A la surface du château, l’aristocratie mène une vie paisible, vouée à l’organisation de garden party, à la chasse et aux œuvres caritatives. La seule perturbation à l’horizon semble être l’héritage de Lord Grantham… en effet, c’est un sombre problème à côté de la précarité des travailleurs, du droit de vote des femmes et de la guerre menaçante ! La steadycam (caméra fixée sur le harnais de l’opérateur et un bras articulé) permet de grands mouvements fluides, qui rendent compte des volumes des pièces, de leur immensité, et soulignent le calme du lieu et l’oisiveté de ses habitants. Elle est principalement utilisée pour filmer les scènes se déroulant dans le manoir.
A cette vie monotone et sans heurt s’oppose l’hyperactivité des serviteurs. La caméra portée permet de suivre les allés et venues des valets. Elle montre parfaitement l’agitation qui règne dans les sous-sols du manoir. Sans pour autant donner le mal de mer, elle suit des dizaines de domestiques, dont toute la vie est dédiée au confort et au service des maîtres des lieux.
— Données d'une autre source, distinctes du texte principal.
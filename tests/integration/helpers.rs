//! Shared test helpers for integration tests.
//!
//! These tests need a reachable Postgres instance; point
//! `HIREHUB__DATABASE__URL` at a scratch database before running them.

use axum::Router;
use axum::body::Body;
use http::{Request, StatusCode, header};
use serde_json::Value;
use sqlx::PgPool;
use tower::ServiceExt;
use uuid::Uuid;

use hirehub_core::config::AppConfig;

/// Test application context.
pub struct TestApp {
    /// The Axum router for making test requests.
    pub router: Router,
    /// Database pool for direct queries.
    pub db_pool: PgPool,
    /// Application config.
    pub config: AppConfig,
}

impl TestApp {
    /// Create a new test application against a clean database.
    pub async fn new() -> Self {
        let mut config = AppConfig::load("test").expect("Failed to load test config");
        config.auth.secure_cookies = false;
        config.auth.hash_work_factor = 1;

        let db_pool = hirehub_database::connection::create_pool(&config.database)
            .await
            .expect("Failed to connect to test database");

        hirehub_database::migration::run_migrations(&db_pool)
            .await
            .expect("Failed to run migrations");

        Self::clean_database(&db_pool).await;

        let router = hirehub_api::app::build_app(config.clone(), db_pool.clone());

        Self {
            router,
            db_pool,
            config,
        }
    }

    /// Clean all test data from the database.
    async fn clean_database(pool: &PgPool) {
        let tables = ["bookmarks", "applications", "jobs", "sessions", "accounts"];
        for table in &tables {
            let query = format!("DELETE FROM {}", table);
            let _ = sqlx::query(&query).execute(pool).await;
        }
    }

    /// Register an account through the API and return its internal ID.
    pub async fn register(&self, email: &str, password: &str, role: &str) -> Uuid {
        let response = self
            .request(
                "POST",
                "/api/auth/register",
                Some(serde_json::json!({
                    "first_name": "Test",
                    "last_name": "Account",
                    "email": email,
                    "password": password,
                    "role": role,
                })),
                None,
            )
            .await;

        assert_eq!(
            response.status,
            StatusCode::CREATED,
            "Register failed: {:?}",
            response.body
        );

        response.body["data"]["id"]
            .as_str()
            .and_then(|s| s.parse().ok())
            .expect("No account id in register response")
    }

    /// Login and return the JWT access token.
    pub async fn login(&self, email: &str, password: &str) -> String {
        let response = self
            .request(
                "POST",
                "/api/auth/login",
                Some(serde_json::json!({
                    "email": email,
                    "password": password,
                })),
                None,
            )
            .await;

        assert_eq!(
            response.status,
            StatusCode::OK,
            "Login failed: {:?}",
            response.body
        );

        response.body["data"]["access_token"]
            .as_str()
            .expect("No access_token in login response")
            .to_string()
    }

    /// Login and return the raw Set-Cookie values, for cookie-flow tests.
    pub async fn login_cookies(&self, email: &str, password: &str) -> Vec<String> {
        let req = Request::builder()
            .method("POST")
            .uri("/api/auth/login")
            .header(header::CONTENT_TYPE, "application/json")
            .body(Body::from(
                serde_json::json!({ "email": email, "password": password }).to_string(),
            ))
            .expect("Failed to build request");

        let response = self
            .router
            .clone()
            .oneshot(req)
            .await
            .expect("Failed to send request");

        assert_eq!(response.status(), StatusCode::OK);

        response
            .headers()
            .get_all(header::SET_COOKIE)
            .iter()
            .filter_map(|v| v.to_str().ok())
            .map(String::from)
            .collect()
    }

    /// Count session rows for an email.
    pub async fn session_count(&self, email: &str) -> i64 {
        sqlx::query_scalar("SELECT COUNT(*) FROM sessions WHERE email = $1")
            .bind(email)
            .fetch_one(&self.db_pool)
            .await
            .expect("Failed to count sessions")
    }

    /// Make an HTTP request to the test app with an optional Bearer token.
    pub async fn request(
        &self,
        method: &str,
        path: &str,
        body: Option<Value>,
        token: Option<&str>,
    ) -> TestResponse {
        self.request_with_cookies(method, path, body, token, &[])
            .await
    }

    /// Make an HTTP request carrying explicit cookies.
    pub async fn request_with_cookies(
        &self,
        method: &str,
        path: &str,
        body: Option<Value>,
        token: Option<&str>,
        cookies: &[String],
    ) -> TestResponse {
        let body_str = body
            .map(|b| serde_json::to_string(&b).expect("Failed to serialize body"))
            .unwrap_or_default();

        let mut req = Request::builder()
            .method(method)
            .uri(path)
            .header(header::CONTENT_TYPE, "application/json");

        if let Some(token) = token {
            req = req.header(header::AUTHORIZATION, format!("Bearer {}", token));
        }

        if !cookies.is_empty() {
            // Set-Cookie values carry attributes; only name=value goes back.
            let pairs: Vec<&str> = cookies
                .iter()
                .filter_map(|c| c.split(';').next())
                .collect();
            req = req.header(header::COOKIE, pairs.join("; "));
        }

        let req = req
            .body(Body::from(body_str))
            .expect("Failed to build request");

        let response = self
            .router
            .clone()
            .oneshot(req)
            .await
            .expect("Failed to send request");

        let status = response.status();
        let body_bytes = axum::body::to_bytes(response.into_body(), 1024 * 1024)
            .await
            .expect("Failed to read body");

        let body: Value = serde_json::from_slice(&body_bytes).unwrap_or(Value::Null);

        TestResponse { status, body }
    }
}

/// Response from a test request.
#[derive(Debug)]
pub struct TestResponse {
    /// HTTP status code.
    pub status: StatusCode,
    /// Parsed JSON body.
    pub body: Value,
}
C’est une véritable fourmilière, où chacun à une rôle à jouer. La hiérarchie en place chez les serviteurs, pourtant nécessaire, est terrible et en broie plus d’un. Alors que les maîtres ont tous pouvoirs sur leurs domestiques, on découvre que certains serviteurs ont tous pouvoirs sur leurs collègues. En effet, on voit dans Downton Abbey les humiliations, les jalouseries, les complots dont sont victimes certains employés, alors qu’on imaginerait voir ce genre d’agissements prendre place en haut, chez les riches. Le majordome et la gouvernante ont ainsi à gérer une femme de chambre malveillante et sournoise, secondé par un valet de pied comploteur et provocateur, qui n’ont de cesse de vouloir faire renvoyer un valet de chambre, sous les yeux d’une cuisinière coléreuse, etc… Il y a de l’action en cuisine ! Pour nous spectateur, le spectacle est « en bas ». Pour les domestiques, c’est au-dessus que tout se passe : ragots, commérages et autres railleries commentent les faits et gestes de la famille. Un domestique vit seul, dans une petite chambre, a très peu de jour de congé et encore moins de divertissement. La seule distraction qu’il a est celle de suivre les différents épisodes de la vie de ses maîtres. Pourtant, ce qui reste encore très étonnant, un siècle plus tard, c’est la forme d’affection qui lit les maîtres (le comte et la comtesse du moins) à leurs employés. Lord Grantham est bienveillant, pendant qu’en cuisine on vit intensément les deuils, aventures sentimentales et autres disputes des habitants du haut.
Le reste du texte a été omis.